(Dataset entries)
=======

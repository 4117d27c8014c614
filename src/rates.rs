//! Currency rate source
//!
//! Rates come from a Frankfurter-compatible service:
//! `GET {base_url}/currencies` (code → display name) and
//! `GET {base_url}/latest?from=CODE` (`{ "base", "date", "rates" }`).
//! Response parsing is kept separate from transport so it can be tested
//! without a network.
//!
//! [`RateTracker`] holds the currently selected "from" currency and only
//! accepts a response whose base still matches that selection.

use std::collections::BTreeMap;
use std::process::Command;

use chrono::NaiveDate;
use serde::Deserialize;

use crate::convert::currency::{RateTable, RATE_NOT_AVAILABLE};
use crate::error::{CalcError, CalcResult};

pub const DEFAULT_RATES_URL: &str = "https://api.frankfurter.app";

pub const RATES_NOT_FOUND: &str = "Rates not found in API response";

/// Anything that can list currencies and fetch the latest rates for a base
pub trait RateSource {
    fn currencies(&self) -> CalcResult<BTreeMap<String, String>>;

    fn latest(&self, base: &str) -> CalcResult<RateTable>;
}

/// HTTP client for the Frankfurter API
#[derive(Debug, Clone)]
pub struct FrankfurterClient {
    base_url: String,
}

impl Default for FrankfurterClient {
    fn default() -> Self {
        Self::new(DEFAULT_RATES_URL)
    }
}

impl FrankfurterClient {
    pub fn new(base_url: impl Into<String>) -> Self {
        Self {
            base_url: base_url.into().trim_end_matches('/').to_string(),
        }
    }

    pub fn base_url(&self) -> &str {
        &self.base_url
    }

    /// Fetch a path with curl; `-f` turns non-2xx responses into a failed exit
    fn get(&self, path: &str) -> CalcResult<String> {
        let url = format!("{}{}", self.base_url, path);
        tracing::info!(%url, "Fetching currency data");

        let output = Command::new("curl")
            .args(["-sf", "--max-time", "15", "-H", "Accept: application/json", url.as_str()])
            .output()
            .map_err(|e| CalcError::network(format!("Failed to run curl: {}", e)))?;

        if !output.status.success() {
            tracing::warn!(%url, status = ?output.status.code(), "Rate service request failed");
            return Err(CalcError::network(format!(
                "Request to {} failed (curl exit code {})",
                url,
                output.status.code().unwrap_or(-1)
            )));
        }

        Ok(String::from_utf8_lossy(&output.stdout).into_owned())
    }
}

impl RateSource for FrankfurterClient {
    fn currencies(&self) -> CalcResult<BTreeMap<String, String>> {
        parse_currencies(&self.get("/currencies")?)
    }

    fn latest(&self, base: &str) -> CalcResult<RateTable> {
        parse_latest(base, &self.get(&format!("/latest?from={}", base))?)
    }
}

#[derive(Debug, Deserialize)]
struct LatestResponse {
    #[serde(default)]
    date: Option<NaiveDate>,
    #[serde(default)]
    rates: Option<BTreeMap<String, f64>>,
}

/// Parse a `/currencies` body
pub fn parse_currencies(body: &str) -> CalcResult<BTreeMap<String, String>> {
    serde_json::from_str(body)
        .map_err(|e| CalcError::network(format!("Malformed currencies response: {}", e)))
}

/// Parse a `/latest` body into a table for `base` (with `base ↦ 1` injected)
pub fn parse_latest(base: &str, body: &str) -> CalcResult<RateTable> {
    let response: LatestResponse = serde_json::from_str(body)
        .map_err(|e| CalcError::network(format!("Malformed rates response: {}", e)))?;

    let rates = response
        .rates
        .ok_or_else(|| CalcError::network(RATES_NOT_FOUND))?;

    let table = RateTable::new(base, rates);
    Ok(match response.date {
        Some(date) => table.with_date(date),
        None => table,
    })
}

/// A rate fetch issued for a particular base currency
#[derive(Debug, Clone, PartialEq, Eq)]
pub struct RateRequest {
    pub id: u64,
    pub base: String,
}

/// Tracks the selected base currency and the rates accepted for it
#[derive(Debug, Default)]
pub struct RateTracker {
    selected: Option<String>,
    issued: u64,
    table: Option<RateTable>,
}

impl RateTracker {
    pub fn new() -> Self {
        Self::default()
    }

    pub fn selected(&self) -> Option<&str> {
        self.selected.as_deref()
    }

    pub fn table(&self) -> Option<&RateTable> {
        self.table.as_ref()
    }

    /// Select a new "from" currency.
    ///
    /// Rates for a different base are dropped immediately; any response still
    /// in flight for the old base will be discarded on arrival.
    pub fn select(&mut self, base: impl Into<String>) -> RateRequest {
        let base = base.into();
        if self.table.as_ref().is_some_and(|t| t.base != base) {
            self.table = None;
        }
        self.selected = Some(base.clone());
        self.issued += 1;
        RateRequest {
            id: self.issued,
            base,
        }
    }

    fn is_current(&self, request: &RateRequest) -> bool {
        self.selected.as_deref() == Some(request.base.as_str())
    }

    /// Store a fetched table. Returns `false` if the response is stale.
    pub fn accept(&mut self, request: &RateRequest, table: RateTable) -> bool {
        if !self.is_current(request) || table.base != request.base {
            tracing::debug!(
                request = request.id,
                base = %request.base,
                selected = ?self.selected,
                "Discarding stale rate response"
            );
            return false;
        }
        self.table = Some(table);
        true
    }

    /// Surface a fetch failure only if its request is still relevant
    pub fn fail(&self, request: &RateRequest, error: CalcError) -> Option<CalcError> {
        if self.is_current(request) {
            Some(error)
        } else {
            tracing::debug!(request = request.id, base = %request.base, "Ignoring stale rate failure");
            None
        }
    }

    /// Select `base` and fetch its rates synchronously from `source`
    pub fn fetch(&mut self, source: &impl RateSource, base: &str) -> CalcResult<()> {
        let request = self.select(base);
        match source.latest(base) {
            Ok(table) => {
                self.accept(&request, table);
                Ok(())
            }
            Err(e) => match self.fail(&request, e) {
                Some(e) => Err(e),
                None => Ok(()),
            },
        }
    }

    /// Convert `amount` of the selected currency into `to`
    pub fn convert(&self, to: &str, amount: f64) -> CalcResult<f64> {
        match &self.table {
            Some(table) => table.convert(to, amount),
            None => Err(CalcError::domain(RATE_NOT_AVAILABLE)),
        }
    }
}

=======

=== WHAT IS EXPECTED ===
Find the lines in the data that include "RateRequest", then copy each of them.

=== FINISHED TASK ===
pub struct RateRequest {
    pub fn select(&mut self, base: impl Into<String>) -> RateRequest {
        RateRequest {
    fn is_current(&self, request: &RateRequest) -> bool {
    pub fn accept(&mut self, request: &RateRequest, table: RateTable) -> bool {
    pub fn fail(&self, request: &RateRequest, error: CalcError) -> Option<CalcError> {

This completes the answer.